━━━ ENTRIES SHOWN ━━━

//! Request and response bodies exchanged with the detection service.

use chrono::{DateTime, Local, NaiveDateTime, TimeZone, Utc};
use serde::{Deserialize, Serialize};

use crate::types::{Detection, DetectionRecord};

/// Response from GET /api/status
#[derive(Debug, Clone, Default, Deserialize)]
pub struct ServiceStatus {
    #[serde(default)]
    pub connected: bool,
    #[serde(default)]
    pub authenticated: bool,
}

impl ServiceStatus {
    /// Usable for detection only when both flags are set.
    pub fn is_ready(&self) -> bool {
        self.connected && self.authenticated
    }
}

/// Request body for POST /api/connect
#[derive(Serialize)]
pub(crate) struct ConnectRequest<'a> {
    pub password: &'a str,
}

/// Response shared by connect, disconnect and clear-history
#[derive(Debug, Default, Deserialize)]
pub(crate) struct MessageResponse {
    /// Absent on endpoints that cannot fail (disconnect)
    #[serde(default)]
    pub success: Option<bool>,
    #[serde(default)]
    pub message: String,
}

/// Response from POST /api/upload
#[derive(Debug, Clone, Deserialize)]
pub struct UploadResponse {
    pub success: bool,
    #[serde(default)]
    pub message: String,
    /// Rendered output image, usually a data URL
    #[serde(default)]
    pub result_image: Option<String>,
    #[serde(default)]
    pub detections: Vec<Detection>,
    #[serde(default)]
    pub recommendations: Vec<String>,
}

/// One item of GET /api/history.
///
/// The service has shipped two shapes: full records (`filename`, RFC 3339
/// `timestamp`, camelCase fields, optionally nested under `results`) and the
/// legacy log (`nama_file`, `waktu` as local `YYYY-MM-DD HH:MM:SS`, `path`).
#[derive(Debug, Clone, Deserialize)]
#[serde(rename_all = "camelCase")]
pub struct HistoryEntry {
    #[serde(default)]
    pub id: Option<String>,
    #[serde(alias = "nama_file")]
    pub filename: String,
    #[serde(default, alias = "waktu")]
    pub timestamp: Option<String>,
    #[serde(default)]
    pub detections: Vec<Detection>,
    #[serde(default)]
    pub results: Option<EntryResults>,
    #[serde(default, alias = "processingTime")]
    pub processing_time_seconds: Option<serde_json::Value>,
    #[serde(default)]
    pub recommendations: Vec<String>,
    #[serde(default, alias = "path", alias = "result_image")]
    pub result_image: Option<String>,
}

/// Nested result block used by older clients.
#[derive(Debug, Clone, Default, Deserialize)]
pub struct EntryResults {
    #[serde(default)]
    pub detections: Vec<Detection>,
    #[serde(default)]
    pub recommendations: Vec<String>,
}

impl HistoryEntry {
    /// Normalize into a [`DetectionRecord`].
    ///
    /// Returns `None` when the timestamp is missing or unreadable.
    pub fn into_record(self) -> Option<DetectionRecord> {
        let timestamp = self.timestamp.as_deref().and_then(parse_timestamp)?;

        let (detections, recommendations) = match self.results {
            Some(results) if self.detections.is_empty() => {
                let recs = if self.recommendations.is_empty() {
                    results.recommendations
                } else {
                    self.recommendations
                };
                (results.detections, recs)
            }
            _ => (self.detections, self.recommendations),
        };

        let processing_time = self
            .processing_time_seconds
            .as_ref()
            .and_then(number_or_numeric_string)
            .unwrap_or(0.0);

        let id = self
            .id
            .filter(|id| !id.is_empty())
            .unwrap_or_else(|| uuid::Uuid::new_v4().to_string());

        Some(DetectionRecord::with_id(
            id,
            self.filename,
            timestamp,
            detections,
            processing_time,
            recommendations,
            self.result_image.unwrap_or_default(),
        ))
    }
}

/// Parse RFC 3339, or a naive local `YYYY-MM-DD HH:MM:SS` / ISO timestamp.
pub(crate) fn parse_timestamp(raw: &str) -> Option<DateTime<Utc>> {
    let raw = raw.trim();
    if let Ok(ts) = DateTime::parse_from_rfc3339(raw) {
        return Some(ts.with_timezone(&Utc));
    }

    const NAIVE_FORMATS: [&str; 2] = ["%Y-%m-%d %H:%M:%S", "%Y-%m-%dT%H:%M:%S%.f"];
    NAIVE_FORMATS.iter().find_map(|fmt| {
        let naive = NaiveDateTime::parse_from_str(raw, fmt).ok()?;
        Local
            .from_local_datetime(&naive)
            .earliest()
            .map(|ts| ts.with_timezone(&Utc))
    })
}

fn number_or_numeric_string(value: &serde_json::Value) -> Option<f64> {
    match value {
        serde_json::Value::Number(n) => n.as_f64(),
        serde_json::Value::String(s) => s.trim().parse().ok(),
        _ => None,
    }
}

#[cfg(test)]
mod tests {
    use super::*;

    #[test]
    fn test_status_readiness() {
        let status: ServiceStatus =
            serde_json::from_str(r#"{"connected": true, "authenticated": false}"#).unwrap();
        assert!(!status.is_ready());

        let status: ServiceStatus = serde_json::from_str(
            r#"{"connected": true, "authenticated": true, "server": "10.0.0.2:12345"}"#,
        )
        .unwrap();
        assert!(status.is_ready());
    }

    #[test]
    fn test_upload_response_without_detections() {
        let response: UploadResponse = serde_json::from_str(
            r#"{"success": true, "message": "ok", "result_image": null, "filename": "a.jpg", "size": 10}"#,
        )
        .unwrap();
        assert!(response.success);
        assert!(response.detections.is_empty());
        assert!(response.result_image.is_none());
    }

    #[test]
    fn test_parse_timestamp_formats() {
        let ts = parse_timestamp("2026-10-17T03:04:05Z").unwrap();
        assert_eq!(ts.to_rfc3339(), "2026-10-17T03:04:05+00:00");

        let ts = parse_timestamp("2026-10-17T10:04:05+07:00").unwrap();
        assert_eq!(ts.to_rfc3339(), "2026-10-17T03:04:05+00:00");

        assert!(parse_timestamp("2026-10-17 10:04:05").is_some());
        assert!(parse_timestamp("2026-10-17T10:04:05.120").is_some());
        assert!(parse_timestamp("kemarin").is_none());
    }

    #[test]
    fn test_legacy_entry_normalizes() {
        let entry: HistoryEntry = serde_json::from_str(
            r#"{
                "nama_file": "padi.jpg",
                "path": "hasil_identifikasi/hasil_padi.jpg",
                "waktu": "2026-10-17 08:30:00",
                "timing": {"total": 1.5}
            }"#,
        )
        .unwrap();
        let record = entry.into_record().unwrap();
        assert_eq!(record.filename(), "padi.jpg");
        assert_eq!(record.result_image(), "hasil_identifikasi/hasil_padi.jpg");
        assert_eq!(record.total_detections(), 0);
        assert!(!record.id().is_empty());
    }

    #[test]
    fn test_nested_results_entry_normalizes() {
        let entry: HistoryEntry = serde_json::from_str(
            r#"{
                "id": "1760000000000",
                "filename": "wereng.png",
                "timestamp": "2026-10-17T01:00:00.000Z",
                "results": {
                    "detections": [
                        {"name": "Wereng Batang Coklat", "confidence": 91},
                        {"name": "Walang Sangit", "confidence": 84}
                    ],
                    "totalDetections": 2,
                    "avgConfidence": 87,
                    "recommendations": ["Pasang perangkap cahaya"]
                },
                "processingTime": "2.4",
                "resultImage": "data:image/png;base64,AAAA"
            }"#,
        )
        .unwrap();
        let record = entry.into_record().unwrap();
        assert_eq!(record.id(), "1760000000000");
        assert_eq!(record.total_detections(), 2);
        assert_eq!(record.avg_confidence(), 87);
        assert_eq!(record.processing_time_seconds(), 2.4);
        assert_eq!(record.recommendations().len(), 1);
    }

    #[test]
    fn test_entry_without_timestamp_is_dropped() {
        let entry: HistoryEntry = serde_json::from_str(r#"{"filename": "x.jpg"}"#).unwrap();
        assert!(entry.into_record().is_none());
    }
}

━━━

TASK TO CARRY OUT =>
Output all records exactly, with nothing added or dropped.

OUTPUT FOR THIS TASK =>
//! Request and response bodies exchanged with the detection service.

use chrono::{DateTime, Local, NaiveDateTime, TimeZone, Utc};
use serde::{Deserialize, Serialize};

use crate::types::{Detection, DetectionRecord};

/// Response from GET /api/status
#[derive(Debug, Clone, Default, Deserialize)]
pub struct ServiceStatus {
    #[serde(default)]
    pub connected: bool,
    #[serde(default)]
    pub authenticated: bool,
}

impl ServiceStatus {
    /// Usable for detection only when both flags are set.
    pub fn is_ready(&self) -> bool {
        self.connected && self.authenticated
    }
}

/// Request body for POST /api/connect
#[derive(Serialize)]
pub(crate) struct ConnectRequest<'a> {
    pub password: &'a str,
}

/// Response shared by connect, disconnect and clear-history
#[derive(Debug, Default, Deserialize)]
pub(crate) struct MessageResponse {
    /// Absent on endpoints that cannot fail (disconnect)
    #[serde(default)]
    pub success: Option<bool>,
    #[serde(default)]
    pub message: String,
}

/// Response from POST /api/upload
#[derive(Debug, Clone, Deserialize)]
pub struct UploadResponse {
    pub success: bool,
    #[serde(default)]
    pub message: String,
    /// Rendered output image, usually a data URL
    #[serde(default)]
    pub result_image: Option<String>,
    #[serde(default)]
    pub detections: Vec<Detection>,
    #[serde(default)]
    pub recommendations: Vec<String>,
}

/// One item of GET /api/history.
///
/// The service has shipped two shapes: full records (`filename`, RFC 3339
/// `timestamp`, camelCase fields, optionally nested under `results`) and the
/// legacy log (`nama_file`, `waktu` as local `YYYY-MM-DD HH:MM:SS`, `path`).
#[derive(Debug, Clone, Deserialize)]
#[serde(rename_all = "camelCase")]
pub struct HistoryEntry {
    #[serde(default)]
    pub id: Option<String>,
    #[serde(alias = "nama_file")]
    pub filename: String,
    #[serde(default, alias = "waktu")]
    pub timestamp: Option<String>,
    #[serde(default)]
    pub detections: Vec<Detection>,
    #[serde(default)]
    pub results: Option<EntryResults>,
    #[serde(default, alias = "processingTime")]
    pub processing_time_seconds: Option<serde_json::Value>,
    #[serde(default)]
    pub recommendations: Vec<String>,
    #[serde(default, alias = "path", alias = "result_image")]
    pub result_image: Option<String>,
}

/// Nested result block used by older clients.
#[derive(Debug, Clone, Default, Deserialize)]
pub struct EntryResults {
    #[serde(default)]
    pub detections: Vec<Detection>,
    #[serde(default)]
    pub recommendations: Vec<String>,
}

impl HistoryEntry {
    /// Normalize into a [`DetectionRecord`].
    ///
    /// Returns `None` when the timestamp is missing or unreadable.
    pub fn into_record(self) -> Option<DetectionRecord> {
        let timestamp = self.timestamp.as_deref().and_then(parse_timestamp)?;

        let (detections, recommendations) = match self.results {
            Some(results) if self.detections.is_empty() => {
                let recs = if self.recommendations.is_empty() {
                    results.recommendations
                } else {
                    self.recommendations
                };
                (results.detections, recs)
            }
            _ => (self.detections, self.recommendations),
        };

        let processing_time = self
            .processing_time_seconds
            .as_ref()
            .and_then(number_or_numeric_string)
            .unwrap_or(0.0);

        let id = self
            .id
            .filter(|id| !id.is_empty())
            .unwrap_or_else(|| uuid::Uuid::new_v4().to_string());

        Some(DetectionRecord::with_id(
            id,
            self.filename,
            timestamp,
            detections,
            processing_time,
            recommendations,
            self.result_image.unwrap_or_default(),
        ))
    }
}

/// Parse RFC 3339, or a naive local `YYYY-MM-DD HH:MM:SS` / ISO timestamp.
pub(crate) fn parse_timestamp(raw: &str) -> Option<DateTime<Utc>> {
    let raw = raw.trim();
    if let Ok(ts) = DateTime::parse_from_rfc3339(raw) {
        return Some(ts.with_timezone(&Utc));
    }

    const NAIVE_FORMATS: [&str; 2] = ["%Y-%m-%d %H:%M:%S", "%Y-%m-%dT%H:%M:%S%.f"];
    NAIVE_FORMATS.iter().find_map(|fmt| {
        let naive = NaiveDateTime::parse_from_str(raw, fmt).ok()?;
        Local
            .from_local_datetime(&naive)
            .earliest()
            .map(|ts| ts.with_timezone(&Utc))
    })
}

fn number_or_numeric_string(value: &serde_json::Value) -> Option<f64> {
    match value {
        serde_json::Value::Number(n) => n.as_f64(),
        serde_json::Value::String(s) => s.trim().parse().ok(),
        _ => None,
    }
}

#[cfg(test)]
mod tests {
    use super::*;

    #[test]
    fn test_status_readiness() {
        let status: ServiceStatus =
            serde_json::from_str(r#"{"connected": true, "authenticated": false}"#).unwrap();
        assert!(!status.is_ready());

        let status: ServiceStatus = serde_json::from_str(
            r#"{"connected": true, "authenticated": true, "server": "10.0.0.2:12345"}"#,
        )
        .unwrap();
        assert!(status.is_ready());
    }

    #[test]
    fn test_upload_response_without_detections() {
        let response: UploadResponse = serde_json::from_str(
            r#"{"success": true, "message": "ok", "result_image": null, "filename": "a.jpg", "size": 10}"#,
        )
        .unwrap();
        assert!(response.success);
        assert!(response.detections.is_empty());
        assert!(response.result_image.is_none());
    }

    #[test]
    fn test_parse_timestamp_formats() {
        let ts = parse_timestamp("2026-10-17T03:04:05Z").unwrap();
        assert_eq!(ts.to_rfc3339(), "2026-10-17T03:04:05+00:00");

        let ts = parse_timestamp("2026-10-17T10:04:05+07:00").unwrap();
        assert_eq!(ts.to_rfc3339(), "2026-10-17T03:04:05+00:00");

        assert!(parse_timestamp("2026-10-17 10:04:05").is_some());
        assert!(parse_timestamp("2026-10-17T10:04:05.120").is_some());
        assert!(parse_timestamp("kemarin").is_none());
    }

    #[test]
    fn test_legacy_entry_normalizes() {
        let entry: HistoryEntry = serde_json::from_str(
            r#"{
                "nama_file": "padi.jpg",
                "path": "hasil_identifikasi/hasil_padi.jpg",
                "waktu": "2026-10-17 08:30:00",
                "timing": {"total": 1.5}
            }"#,
        )
        .unwrap();
        let record = entry.into_record().unwrap();
        assert_eq!(record.filename(), "padi.jpg");
        assert_eq!(record.result_image(), "hasil_identifikasi/hasil_padi.jpg");
        assert_eq!(record.total_detections(), 0);
        assert!(!record.id().is_empty());
    }

    #[test]
    fn test_nested_results_entry_normalizes() {
        let entry: HistoryEntry = serde_json::from_str(
            r#"{
                "id": "1760000000000",
                "filename": "wereng.png",
                "timestamp": "2026-10-17T01:00:00.000Z",
                "results": {
                    "detections": [
                        {"name": "Wereng Batang Coklat", "confidence": 91},
                        {"name": "Walang Sangit", "confidence": 84}
                    ],
                    "totalDetections": 2,
                    "avgConfidence": 87,
                    "recommendations": ["Pasang perangkap cahaya"]
                },
                "processingTime": "2.4",
                "resultImage": "data:image/png;base64,AAAA"
            }"#,
        )
        .unwrap();
        let record = entry.into_record().unwrap();
        assert_eq!(record.id(), "1760000000000");
        assert_eq!(record.total_detections(), 2);
        assert_eq!(record.avg_confidence(), 87);
        assert_eq!(record.processing_time_seconds(), 2.4);
        assert_eq!(record.recommendations().len(), 1);
    }

    #[test]
    fn test_entry_without_timestamp_is_dropped() {
        let entry: HistoryEntry = serde_json::from_str(r#"{"filename": "x.jpg"}"#).unwrap();
        assert!(entry.into_record().is_none());
    }
}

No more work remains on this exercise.